Saved data entries:
※
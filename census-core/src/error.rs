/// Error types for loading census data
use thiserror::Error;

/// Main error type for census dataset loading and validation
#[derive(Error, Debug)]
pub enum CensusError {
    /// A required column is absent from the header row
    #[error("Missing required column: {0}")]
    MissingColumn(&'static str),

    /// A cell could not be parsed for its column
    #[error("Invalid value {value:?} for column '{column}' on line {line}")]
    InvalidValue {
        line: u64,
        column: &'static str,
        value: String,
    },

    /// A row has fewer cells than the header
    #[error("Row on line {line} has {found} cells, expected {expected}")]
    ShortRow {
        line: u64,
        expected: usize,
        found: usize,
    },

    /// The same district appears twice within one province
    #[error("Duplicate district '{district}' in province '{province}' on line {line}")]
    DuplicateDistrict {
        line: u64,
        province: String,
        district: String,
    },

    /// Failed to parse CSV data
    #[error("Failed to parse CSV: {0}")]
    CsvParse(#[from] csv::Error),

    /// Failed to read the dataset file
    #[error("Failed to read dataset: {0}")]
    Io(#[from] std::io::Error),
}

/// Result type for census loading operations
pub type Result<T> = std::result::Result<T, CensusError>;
※
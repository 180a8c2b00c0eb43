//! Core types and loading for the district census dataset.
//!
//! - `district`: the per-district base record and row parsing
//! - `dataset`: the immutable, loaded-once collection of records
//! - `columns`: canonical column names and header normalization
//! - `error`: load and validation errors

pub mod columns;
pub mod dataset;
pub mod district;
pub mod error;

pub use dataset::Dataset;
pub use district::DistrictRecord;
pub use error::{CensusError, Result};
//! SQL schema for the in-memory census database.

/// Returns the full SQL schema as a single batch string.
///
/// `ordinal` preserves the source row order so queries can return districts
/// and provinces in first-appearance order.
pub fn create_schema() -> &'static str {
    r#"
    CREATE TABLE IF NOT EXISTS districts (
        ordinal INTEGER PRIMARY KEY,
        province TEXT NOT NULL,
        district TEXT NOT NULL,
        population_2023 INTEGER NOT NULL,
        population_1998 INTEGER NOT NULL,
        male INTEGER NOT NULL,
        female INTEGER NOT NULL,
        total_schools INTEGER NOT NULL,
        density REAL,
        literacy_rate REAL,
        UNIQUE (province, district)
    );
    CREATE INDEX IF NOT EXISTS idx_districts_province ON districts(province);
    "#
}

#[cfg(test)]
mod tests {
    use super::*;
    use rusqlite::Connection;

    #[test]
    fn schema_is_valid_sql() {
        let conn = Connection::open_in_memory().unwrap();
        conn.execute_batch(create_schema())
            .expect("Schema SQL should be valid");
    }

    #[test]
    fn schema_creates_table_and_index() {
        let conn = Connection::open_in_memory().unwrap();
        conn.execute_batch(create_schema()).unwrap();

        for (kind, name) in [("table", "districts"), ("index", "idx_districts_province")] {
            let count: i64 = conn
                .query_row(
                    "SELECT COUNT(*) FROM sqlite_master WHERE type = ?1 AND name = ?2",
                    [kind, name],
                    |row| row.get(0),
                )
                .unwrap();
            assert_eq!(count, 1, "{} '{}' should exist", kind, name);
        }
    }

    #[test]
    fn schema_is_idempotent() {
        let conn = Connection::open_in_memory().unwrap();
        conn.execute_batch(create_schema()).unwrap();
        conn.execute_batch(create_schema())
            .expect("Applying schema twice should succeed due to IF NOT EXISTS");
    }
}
※
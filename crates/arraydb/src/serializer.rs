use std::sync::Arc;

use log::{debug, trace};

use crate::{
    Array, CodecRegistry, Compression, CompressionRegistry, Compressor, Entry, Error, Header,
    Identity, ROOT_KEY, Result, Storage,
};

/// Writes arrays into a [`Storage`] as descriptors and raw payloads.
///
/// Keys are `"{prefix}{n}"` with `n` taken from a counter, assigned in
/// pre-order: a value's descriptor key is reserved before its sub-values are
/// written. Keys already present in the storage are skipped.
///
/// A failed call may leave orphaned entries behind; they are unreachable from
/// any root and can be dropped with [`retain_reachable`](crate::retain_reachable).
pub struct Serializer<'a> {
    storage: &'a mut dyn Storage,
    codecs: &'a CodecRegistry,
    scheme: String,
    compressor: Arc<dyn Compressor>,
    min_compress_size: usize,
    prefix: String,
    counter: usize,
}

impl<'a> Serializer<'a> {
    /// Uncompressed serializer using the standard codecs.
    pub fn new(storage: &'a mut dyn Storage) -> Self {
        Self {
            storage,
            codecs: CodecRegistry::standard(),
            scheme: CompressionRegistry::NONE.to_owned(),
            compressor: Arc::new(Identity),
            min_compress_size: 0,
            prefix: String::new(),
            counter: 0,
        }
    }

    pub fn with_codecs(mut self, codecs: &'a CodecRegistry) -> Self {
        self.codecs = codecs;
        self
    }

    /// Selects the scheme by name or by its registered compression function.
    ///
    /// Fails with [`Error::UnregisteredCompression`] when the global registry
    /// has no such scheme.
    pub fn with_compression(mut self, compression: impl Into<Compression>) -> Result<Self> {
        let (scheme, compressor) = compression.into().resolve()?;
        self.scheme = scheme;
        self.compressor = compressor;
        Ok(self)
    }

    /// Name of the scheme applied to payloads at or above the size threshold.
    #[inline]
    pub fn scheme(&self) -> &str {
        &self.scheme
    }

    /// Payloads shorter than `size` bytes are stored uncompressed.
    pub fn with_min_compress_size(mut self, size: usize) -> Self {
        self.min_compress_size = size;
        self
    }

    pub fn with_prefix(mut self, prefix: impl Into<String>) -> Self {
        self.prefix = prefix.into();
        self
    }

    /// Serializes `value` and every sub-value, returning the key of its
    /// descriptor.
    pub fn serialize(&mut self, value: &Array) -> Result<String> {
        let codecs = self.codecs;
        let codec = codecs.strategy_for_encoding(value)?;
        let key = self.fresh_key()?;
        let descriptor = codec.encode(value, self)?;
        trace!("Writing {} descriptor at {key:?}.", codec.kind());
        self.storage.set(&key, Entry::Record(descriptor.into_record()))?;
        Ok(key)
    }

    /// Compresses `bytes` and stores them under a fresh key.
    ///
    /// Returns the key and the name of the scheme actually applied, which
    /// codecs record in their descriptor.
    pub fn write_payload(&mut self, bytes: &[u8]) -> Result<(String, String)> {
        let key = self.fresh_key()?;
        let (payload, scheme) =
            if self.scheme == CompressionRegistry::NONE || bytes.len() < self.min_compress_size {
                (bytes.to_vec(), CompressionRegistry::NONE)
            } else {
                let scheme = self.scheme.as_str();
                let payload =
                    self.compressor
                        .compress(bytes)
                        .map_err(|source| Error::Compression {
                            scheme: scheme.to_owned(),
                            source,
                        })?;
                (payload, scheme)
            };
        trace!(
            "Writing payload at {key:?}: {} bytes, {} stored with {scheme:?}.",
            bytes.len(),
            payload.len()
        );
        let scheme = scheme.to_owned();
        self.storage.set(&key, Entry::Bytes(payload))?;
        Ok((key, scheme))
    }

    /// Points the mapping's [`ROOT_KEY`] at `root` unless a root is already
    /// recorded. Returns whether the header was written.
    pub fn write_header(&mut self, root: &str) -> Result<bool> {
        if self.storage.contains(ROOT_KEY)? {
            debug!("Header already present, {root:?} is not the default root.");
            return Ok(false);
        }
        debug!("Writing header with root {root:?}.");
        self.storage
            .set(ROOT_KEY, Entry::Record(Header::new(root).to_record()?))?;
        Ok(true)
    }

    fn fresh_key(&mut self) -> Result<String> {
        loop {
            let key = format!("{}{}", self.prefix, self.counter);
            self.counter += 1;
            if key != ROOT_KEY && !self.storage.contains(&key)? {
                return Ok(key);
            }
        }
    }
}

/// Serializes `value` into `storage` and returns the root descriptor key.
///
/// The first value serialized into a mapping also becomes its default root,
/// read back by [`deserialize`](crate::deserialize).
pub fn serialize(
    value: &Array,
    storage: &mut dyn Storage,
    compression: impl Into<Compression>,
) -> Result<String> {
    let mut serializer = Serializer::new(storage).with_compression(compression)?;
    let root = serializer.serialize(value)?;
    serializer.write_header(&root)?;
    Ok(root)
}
※
**TASK INSTRUCTIONS**
Identify the lines in the entries that hold "present" and return each one.

**COMPLETED EXERCISE**
/// written. Keys already present in the storage are skipped.
            debug!("Header already present, {root:?} is not the default root.");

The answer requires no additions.